RECORDS FOR PROCESSING »
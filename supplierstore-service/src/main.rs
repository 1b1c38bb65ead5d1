use std::{env, sync::Arc};

use anyhow::Context;
use tokio::net::TcpListener;
use tracing::info;
use tracing_subscriber::EnvFilter;

use supplierstore::{
    backend::{StoreBackend, StoreBackendBuilder},
    couchdb::{CouchDbStore, Credentials},
};
use supplierstore_service::app;

#[tokio::main]
async fn main() -> anyhow::Result<()> {
    tracing_subscriber::fmt()
        .with_env_filter(
            EnvFilter::try_from_default_env().unwrap_or_else(|_| EnvFilter::new("info")),
        )
        .init();

    let credentials = Credentials::from_env()?;
    let database = env::var("DATABASE_NAME").unwrap_or_else(|_| "suppliers".to_string());
    info!(url = %credentials.url, database, "connecting to document store");

    let store = CouchDbStore::builder(credentials, &database)
        .build()
        .await
        .context("failed to initialize the document store")?;
    let store: Arc<dyn StoreBackend> = Arc::new(store);

    let addr = env::var("LISTEN_ADDR").unwrap_or_else(|_| "0.0.0.0:8080".to_string());
    let listener = TcpListener::bind(&addr)
        .await
        .with_context(|| format!("failed to bind {addr}"))?;
    info!(%addr, "serving supplier store");

    axum::serve(listener, app(store)).await?;

    Ok(())
}
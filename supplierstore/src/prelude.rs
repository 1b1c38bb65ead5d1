//! Convenient re-exports of commonly used types from supplierstore.
//!
//! Import this prelude module to quickly access the most frequently used
//! types and traits without needing to import from multiple sub-modules:
//!
//! ```ignore
//! use supplierstore::prelude::*;
//! ```

pub use supplierstore_core::{
    backend::{StoreBackend, StoreBackendBuilder, WriteOutcome},
    error::{SupplierStoreError, SupplierStoreResult},
    query::{DocumentEvaluator, Expr, FieldOp, Filter, QueryVisitor},
    supplier::{Supplier, RESERVED_ID_KEY},
};
//! Filter expressions and client-side evaluation for supplier queries.
//!
//! The finder helpers on [`Supplier`](crate::supplier::Supplier) express their
//! predicates as an [`Expr`] tree built with the [`Filter`] constructors, then
//! evaluate it over the full collection with [`DocumentEvaluator`]. There is no
//! server-side query pushdown: the store hands back every document and the
//! filtering happens here.
//!
//! ```ignore
//! use supplierstore_core::query::Filter;
//!
//! let expr = Filter::eq("is_active", true).and(Filter::gt("rating", 7.2));
//! ```

use serde_json::Value;
use std::cmp::Ordering;

use crate::error::{SupplierStoreError, SupplierStoreResult};

/// Field comparison operators for filter expressions.
#[derive(Debug, Clone)]
pub enum FieldOp {
    /// Equal to (exact match).
    Eq,
    /// Not equal to.
    Ne,
    /// Strictly greater than.
    Gt,
    /// Greater than or equal to.
    Gte,
    /// Strictly less than.
    Lt,
    /// Less than or equal to.
    Lte,
    /// Array or string contains the value.
    Contains,
}

/// A filter expression for selecting documents.
///
/// Expressions can be combined with the logical combinators to build compound
/// predicates.
#[derive(Debug, Clone)]
pub enum Expr {
    /// Logical AND of multiple expressions (all must match).
    And(Vec<Expr>),
    /// Logical OR of multiple expressions (any must match).
    Or(Vec<Expr>),
    /// Logical NOT of an expression.
    Not(Box<Expr>),
    /// Field comparison expression.
    Field {
        /// The field name to compare.
        field: String,
        /// The comparison operator.
        op: FieldOp,
        /// The value to compare against.
        value: Value,
    },
}

impl Expr {
    /// Creates a field comparison expression.
    pub fn field(field: String, op: FieldOp, value: Value) -> Self {
        Expr::Field { field, op, value }
    }

    /// Combines this expression with another using logical AND.
    pub fn and(self, other: Expr) -> Self {
        match self {
            Expr::And(mut list) => {
                list.push(other);
                Expr::And(list)
            }
            _ => Expr::And(vec![self, other]),
        }
    }

    /// Combines this expression with another using logical OR.
    pub fn or(self, other: Expr) -> Self {
        match self {
            Expr::Or(mut list) => {
                list.push(other);
                Expr::Or(list)
            }
            _ => Expr::Or(vec![self, other]),
        }
    }

    /// Negates this expression.
    pub fn not(self) -> Self {
        Expr::Not(Box::new(self))
    }
}

/// Helper struct for constructing filter expressions.
pub struct Filter;

impl Filter {
    /// Matches documents where the field equals the specified value.
    pub fn eq(field: impl Into<String>, value: impl Into<Value>) -> Expr {
        Expr::field(field.into(), FieldOp::Eq, value.into())
    }

    /// Matches documents where the field does not equal the specified value.
    pub fn ne(field: impl Into<String>, value: impl Into<Value>) -> Expr {
        Expr::field(field.into(), FieldOp::Ne, value.into())
    }

    /// Matches documents where the field is strictly greater than the value.
    pub fn gt(field: impl Into<String>, value: impl Into<Value>) -> Expr {
        Expr::field(field.into(), FieldOp::Gt, value.into())
    }

    /// Matches documents where the field is greater than or equal to the value.
    pub fn gte(field: impl Into<String>, value: impl Into<Value>) -> Expr {
        Expr::field(field.into(), FieldOp::Gte, value.into())
    }

    /// Matches documents where the field is strictly less than the value.
    pub fn lt(field: impl Into<String>, value: impl Into<Value>) -> Expr {
        Expr::field(field.into(), FieldOp::Lt, value.into())
    }

    /// Matches documents where the field is less than or equal to the value.
    pub fn lte(field: impl Into<String>, value: impl Into<Value>) -> Expr {
        Expr::field(field.into(), FieldOp::Lte, value.into())
    }

    /// Matches documents where the field (array or string) contains the value.
    pub fn contains(field: impl Into<String>, value: impl Into<Value>) -> Expr {
        Expr::field(field.into(), FieldOp::Contains, value.into())
    }

    /// Combines expressions such that all must match.
    pub fn and(exprs: impl IntoIterator<Item = Expr>) -> Expr {
        Expr::And(exprs.into_iter().collect())
    }

    /// Combines expressions such that any may match.
    pub fn or(exprs: impl IntoIterator<Item = Expr>) -> Expr {
        Expr::Or(exprs.into_iter().collect())
    }
}

pub trait QueryVisitor {
    type Output;
    type Error: Into<SupplierStoreError>;

    fn visit_and(&mut self, exprs: &[Expr]) -> Result<Self::Output, Self::Error>;
    fn visit_or(&mut self, exprs: &[Expr]) -> Result<Self::Output, Self::Error>;
    fn visit_not(&mut self, expr: &Expr) -> Result<Self::Output, Self::Error>;
    fn visit_field(
        &mut self,
        field: &str,
        op: &FieldOp,
        value: &Value,
    ) -> Result<Self::Output, Self::Error>;

    fn visit_expr(&mut self, expr: &Expr) -> Result<Self::Output, Self::Error> {
        match expr {
            Expr::And(exprs) => self.visit_and(exprs),
            Expr::Or(exprs) => self.visit_or(exprs),
            Expr::Not(expr) => self.visit_not(expr),
            Expr::Field { field, op, value } => self.visit_field(field, op, value),
        }
    }
}

/// Type-erased, comparable representation of JSON values.
///
/// Normalizes every numeric representation to f64 so that integer fields
/// compare cleanly against float thresholds and vice versa.
#[derive(Debug)]
enum Comparable<'a> {
    Null,
    Bool(bool),
    Number(f64),
    String(&'a str),
    Array(Vec<Comparable<'a>>),
}

impl<'a> From<&'a Value> for Comparable<'a> {
    fn from(value: &'a Value) -> Self {
        match value {
            Value::Null => Comparable::Null,
            Value::Bool(value) => Comparable::Bool(*value),
            Value::Number(value) => match value.as_f64() {
                Some(number) => Comparable::Number(number),
                None => Comparable::Null,
            },
            Value::String(value) => Comparable::String(value),
            Value::Array(arr) => Comparable::Array(
                arr
                    .iter()
                    .map(Comparable::from)
                    .collect::<Vec<_>>(),
            ),
            // Nested objects are not comparable
            Value::Object(_) => Comparable::Null,
        }
    }
}

impl<'a> PartialEq for Comparable<'a> {
    fn eq(&self, other: &Self) -> bool {
        match (self, other) {
            (Comparable::Null, Comparable::Null) => true,
            (Comparable::Bool(a), Comparable::Bool(b)) => a == b,
            (Comparable::Number(a), Comparable::Number(b)) => a == b,
            (Comparable::String(a), Comparable::String(b)) => a == b,
            (Comparable::Array(a), Comparable::Array(b)) => a == b,
            _ => false,
        }
    }
}

impl<'a> PartialOrd for Comparable<'a> {
    fn partial_cmp(&self, other: &Self) -> Option<Ordering> {
        match (self, other) {
            (Comparable::Bool(a), Comparable::Bool(b)) => a.partial_cmp(b),
            (Comparable::Number(a), Comparable::Number(b)) => a.partial_cmp(b),
            (Comparable::String(a), Comparable::String(b)) => a.partial_cmp(b),
            _ => None,
        }
    }
}

/// Evaluates filter expressions against a single JSON document.
pub struct DocumentEvaluator<'a> {
    document: &'a Value,
}

impl<'a> DocumentEvaluator<'a> {
    pub fn new(document: &'a Value) -> Self {
        Self { document }
    }

    pub fn evaluate(&mut self, expr: &Expr) -> SupplierStoreResult<bool> {
        self.visit_expr(expr)
    }

    /// Filters an iterator of documents down to those matching `expr`.
    ///
    /// Documents that fail to evaluate (non-object shapes) are excluded rather
    /// than failing the whole scan.
    pub fn filter_documents(
        documents: impl IntoIterator<Item = &'a Value>,
        expr: &Expr,
    ) -> SupplierStoreResult<Vec<Value>> {
        Ok(documents
            .into_iter()
            .filter(|doc| {
                DocumentEvaluator::new(doc)
                    .evaluate(expr)
                    .unwrap_or(false)
            })
            .cloned()
            .collect::<Vec<_>>())
    }
}

impl<'a> QueryVisitor for DocumentEvaluator<'a> {
    type Output = bool;
    type Error = SupplierStoreError;

    fn visit_and(&mut self, exprs: &[Expr]) -> Result<Self::Output, Self::Error> {
        for expr in exprs {
            if !self.visit_expr(expr)? {
                return Ok(false);
            }
        }

        Ok(true)
    }

    fn visit_or(&mut self, exprs: &[Expr]) -> Result<Self::Output, Self::Error> {
        for expr in exprs {
            if self.visit_expr(expr)? {
                return Ok(true);
            }
        }

        Ok(false)
    }

    fn visit_not(&mut self, expr: &Expr) -> Result<Self::Output, Self::Error> {
        Ok(!self.visit_expr(expr)?)
    }

    fn visit_field(
        &mut self,
        field: &str,
        op: &FieldOp,
        value: &Value,
    ) -> Result<Self::Output, Self::Error> {
        let Some(fields) = self.document.as_object() else {
            return Ok(false);
        };

        match fields.get(field) {
            Some(field_value) => match op {
                FieldOp::Eq => Ok(Comparable::from(field_value) == Comparable::from(value)),
                FieldOp::Ne => Ok(Comparable::from(field_value) != Comparable::from(value)),
                FieldOp::Gt | FieldOp::Gte | FieldOp::Lt | FieldOp::Lte => {
                    match Comparable::from(field_value).partial_cmp(&Comparable::from(value)) {
                        Some(ordering) => Ok(match op {
                            FieldOp::Gt => ordering == Ordering::Greater,
                            FieldOp::Gte => {
                                ordering == Ordering::Greater || ordering == Ordering::Equal
                            }
                            FieldOp::Lt => ordering == Ordering::Less,
                            FieldOp::Lte => {
                                ordering == Ordering::Less || ordering == Ordering::Equal
                            }
                            _ => unreachable!(),
                        }),
                        None => Ok(false),
                    }
                }
                FieldOp::Contains => match Comparable::from(field_value) {
                    Comparable::Array(array) => Ok(array
                        .iter()
                        .any(|item| item == &Comparable::from(value))),
                    Comparable::String(left) => match Comparable::from(value) {
                        Comparable::String(right) => Ok(left.contains(right)),
                        _ => Ok(false),
                    },
                    _ => Ok(false),
                },
            },
            None => Ok(false),
        }
    }
}
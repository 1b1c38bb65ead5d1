//! CouchDB storage implementation over the HTTP document API.
//!
//! Documents live in a single database. The store speaks plain CouchDB:
//! `POST /{db}` to insert (the server assigns `_id`), `GET`/`PUT`/`DELETE
//! /{db}/{id}` for single documents and `_all_docs?include_docs=true` to list.
//! Updates carry the document's current `_rev`; when the caller's document has
//! none, the store fetches it first. There is no compare-and-swap above that,
//! so concurrent writers to one id race and the last write wins.

use async_trait::async_trait;
use reqwest::{Client, RequestBuilder, Response, StatusCode};
use serde_json::Value;
use tracing::debug;

use supplierstore_core::{
    backend::{StoreBackend, StoreBackendBuilder, WriteOutcome},
    error::{SupplierStoreError, SupplierStoreResult},
};

use crate::config::{Credentials, RetryPolicy};

#[derive(Debug, Clone)]
pub struct CouchDbStore {
    client: Client,
    credentials: Credentials,
    database: String,
    retry: RetryPolicy,
}

impl CouchDbStore {
    pub fn new(client: Client, credentials: Credentials, database: String, retry: RetryPolicy) -> Self {
        Self {
            client,
            credentials,
            database,
            retry,
        }
    }

    pub fn builder(credentials: Credentials, database: &str) -> CouchDbStoreBuilder {
        CouchDbStoreBuilder::new(credentials, database)
    }

    fn database_url(&self) -> String {
        format!("{}/{}", self.credentials.url, self.database)
    }

    fn document_url(&self, id: &str) -> String {
        format!("{}/{}/{}", self.credentials.url, self.database, id)
    }

    /// Sends a request, replaying it on HTTP 429 with exponential backoff
    /// until the retry budget runs out. The builder closure is invoked once
    /// per attempt since a `RequestBuilder` is consumed by `send`.
    async fn send_with_retry<F>(&self, build: F) -> SupplierStoreResult<Response>
    where
        F: Fn(&Client) -> RequestBuilder,
    {
        let mut attempt = 0;

        loop {
            let response = build(&self.client)
                .basic_auth(&self.credentials.username, Some(&self.credentials.password))
                .send()
                .await
                .map_err(|err| SupplierStoreError::Backend(err.to_string()))?;

            if response.status() == StatusCode::TOO_MANY_REQUESTS && attempt < self.retry.retries {
                let backoff = self.retry.backoff(attempt);
                debug!(attempt, ?backoff, "rate limited, retrying");
                tokio::time::sleep(backoff).await;
                attempt += 1;
                continue;
            }

            return Ok(response);
        }
    }

    async fn read_json(response: Response) -> SupplierStoreResult<Value> {
        response
            .json()
            .await
            .map_err(|err| SupplierStoreError::Backend(err.to_string()))
    }

    fn unexpected_status(action: &str, status: StatusCode) -> SupplierStoreError {
        SupplierStoreError::Backend(format!("{action} returned unexpected status {status}"))
    }

    /// Fetches the current revision of a document, `None` when absent.
    async fn current_revision(&self, id: &str) -> SupplierStoreResult<Option<String>> {
        match self.get_document(id).await? {
            Some(document) => Ok(document
                .get("_rev")
                .and_then(Value::as_str)
                .map(str::to_string)),
            None => Ok(None),
        }
    }

    /// Creates the backing database when it does not exist yet, then confirms
    /// it is reachable. Called once at build time.
    async fn ensure_database(&self) -> SupplierStoreResult<()> {
        let url = self.database_url();

        let response = self
            .send_with_retry(|client| client.put(&url))
            .await
            .map_err(as_connection_error)?;

        // 412 Precondition Failed means the database already exists.
        if !response.status().is_success() && response.status() != StatusCode::PRECONDITION_FAILED {
            return Err(SupplierStoreError::Connection(format!(
                "database [{}] could not be created, status {}",
                self.database,
                response.status()
            )));
        }

        let confirmation = self
            .send_with_retry(|client| client.head(&url))
            .await
            .map_err(as_connection_error)?;

        if !confirmation.status().is_success() {
            return Err(SupplierStoreError::Connection(format!(
                "database [{}] could not be obtained",
                self.database
            )));
        }

        Ok(())
    }
}

#[async_trait]
impl StoreBackend for CouchDbStore {
    async fn insert_document(&self, document: Value) -> SupplierStoreResult<String> {
        let url = self.database_url();

        let response = self
            .send_with_retry(|client| client.post(&url).json(&document))
            .await?;

        if !response.status().is_success() {
            return Err(Self::unexpected_status("insert", response.status()));
        }

        Self::read_json(response)
            .await?
            .get("id")
            .and_then(Value::as_str)
            .map(str::to_string)
            .ok_or_else(|| {
                SupplierStoreError::Backend("insert response carried no document id".to_string())
            })
    }

    async fn get_document(&self, id: &str) -> SupplierStoreResult<Option<Value>> {
        let url = self.document_url(id);

        let response = self.send_with_retry(|client| client.get(&url)).await?;

        match response.status() {
            StatusCode::NOT_FOUND => Ok(None),
            status if status.is_success() => Ok(Some(Self::read_json(response).await?)),
            status => Err(Self::unexpected_status("get", status)),
        }
    }

    async fn update_document(&self, id: &str, mut document: Value) -> SupplierStoreResult<WriteOutcome> {
        if document.get("_rev").is_none() {
            let Some(rev) = self.current_revision(id).await? else {
                return Ok(WriteOutcome::Missing);
            };

            if let Some(fields) = document.as_object_mut() {
                fields.insert("_rev".to_string(), Value::String(rev));
            }
        }

        let url = self.document_url(id);

        let response = self
            .send_with_retry(|client| client.put(&url).json(&document))
            .await?;

        match response.status() {
            StatusCode::NOT_FOUND => Ok(WriteOutcome::Missing),
            status if status.is_success() => Ok(WriteOutcome::Applied),
            status => Err(Self::unexpected_status("update", status)),
        }
    }

    async fn delete_document(&self, id: &str) -> SupplierStoreResult<WriteOutcome> {
        let Some(rev) = self.current_revision(id).await? else {
            return Ok(WriteOutcome::Missing);
        };

        let url = self.document_url(id);

        let response = self
            .send_with_retry(|client| client.delete(&url).query(&[("rev", rev.as_str())]))
            .await?;

        match response.status() {
            StatusCode::NOT_FOUND => Ok(WriteOutcome::Missing),
            status if status.is_success() => Ok(WriteOutcome::Applied),
            status => Err(Self::unexpected_status("delete", status)),
        }
    }

    async fn list_documents(&self) -> SupplierStoreResult<Vec<Value>> {
        let url = format!("{}/_all_docs", self.database_url());

        let response = self
            .send_with_retry(|client| client.get(&url).query(&[("include_docs", "true")]))
            .await?;

        if !response.status().is_success() {
            return Err(Self::unexpected_status("list", response.status()));
        }

        let body = Self::read_json(response).await?;
        let rows = body
            .get("rows")
            .and_then(Value::as_array)
            .cloned()
            .unwrap_or_default();

        Ok(rows
            .into_iter()
            .filter_map(|row| row.get("doc").cloned())
            .filter(|doc| {
                // Design documents are CouchDB internals, not suppliers.
                doc.get("_id")
                    .and_then(Value::as_str)
                    .is_none_or(|id| !id.starts_with("_design/"))
            })
            .collect())
    }

    async fn delete_all(&self) -> SupplierStoreResult<()> {
        for document in self.list_documents().await? {
            if let Some(id) = document.get("_id").and_then(Value::as_str) {
                self.delete_document(id).await?;
            }
        }

        Ok(())
    }
}

fn as_connection_error(err: SupplierStoreError) -> SupplierStoreError {
    match err {
        SupplierStoreError::Backend(message) => SupplierStoreError::Connection(message),
        other => other,
    }
}

/// Builder for [`CouchDbStore`] instances.
///
/// Building verifies the connection: the target database is created when
/// absent and its existence confirmed before the store is handed out, so a
/// successfully built store points at a reachable database.
pub struct CouchDbStoreBuilder {
    credentials: Credentials,
    database: String,
    retry: RetryPolicy,
}

impl CouchDbStoreBuilder {
    pub fn new(credentials: Credentials, database: &str) -> Self {
        Self {
            credentials,
            database: database.to_string(),
            retry: RetryPolicy::from_env(),
        }
    }

    /// Overrides the environment-derived retry policy.
    pub fn retry_policy(mut self, retry: RetryPolicy) -> Self {
        self.retry = retry;
        self
    }
}

#[async_trait]
impl StoreBackendBuilder for CouchDbStoreBuilder {
    type Backend = CouchDbStore;

    async fn build(self) -> SupplierStoreResult<Self::Backend> {
        let client = Client::builder()
            .build()
            .map_err(|err| SupplierStoreError::Connection(err.to_string()))?;

        let store = CouchDbStore::new(client, self.credentials, self.database, self.retry);
        store.ensure_database().await?;

        Ok(store)
    }
}
//! HTTP service exposing the supplier store over REST.
//!
//! The router is built by [`routes::app`] from an injected storage backend,
//! so tests run the full HTTP surface against the in-memory store while the
//! binary wires in CouchDB.

pub mod error;
pub mod routes;

pub use routes::app;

EXERCISE OBJECTIVE »
Note every line above where the string "QueryVisitor" shows up, and copy those lines.

SOLUTION BELOW »
    query::{DocumentEvaluator, Expr, FieldOp, Filter, QueryVisitor},
pub trait QueryVisitor {
impl<'a> QueryVisitor for DocumentEvaluator<'a> {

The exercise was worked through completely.